SUPPLIED INFORMATION:
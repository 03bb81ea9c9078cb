//! Variant matches.
//!
//! `match e { A(x) => b1 | _ => b2 }` becomes
//! `matchVariant(e, "A", (x) => b1, "_", (_) => b2)`.

use quint_ir::builtin_opcodes::{access, WILDCARD_LABEL};
use quint_ir::{Expr, LambdaParameter, Qualifier, HOLE};

use crate::lower::{LoweringState, Site};
use crate::stacks::MatchArm;

impl LoweringState {
    /// One case: its label literal and a handler binding the payload.
    pub(crate) fn lower_match_case(
        &mut self,
        site: &Site<'_>,
        label: Option<&str>,
        binder: Option<&str>,
    ) -> MatchArm {
        let body = self.pop_expr(site);
        let label = Expr::str(self.fresh_id(site), label.unwrap_or(WILDCARD_LABEL));
        let param = LambdaParameter::new(self.fresh_id(site), binder.unwrap_or(HOLE));
        let handler = Expr::lambda(self.fresh_id(site), vec![param], Qualifier::Def, body);
        MatchArm { label, handler }
    }

    /// The scrutinee was reported before the cases, so it sits below their
    /// bodies on the expression stack and is popped after the arms.
    pub(crate) fn lower_match(&mut self, site: &Site<'_>, cases: usize) -> Expr {
        let arms = self.pop_match_arms(site, cases);
        let scrutinee = self.pop_expr(site);

        let mut args = Vec::with_capacity(1 + arms.len() * 2);
        args.push(scrutinee);
        for arm in arms {
            args.push(arm.label);
            args.push(arm.handler);
        }
        Expr::app(self.fresh_id(site), access::MATCH_VARIANT, args)
    }
}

WORK ORDER: Search the data for the word "body" and copy each line where it appears.

ANSWER TO THIS PROBLEM:
        let body = self.pop_expr(site);
        let handler = Expr::lambda(self.fresh_id(site), vec![param], Qualifier::Def, body);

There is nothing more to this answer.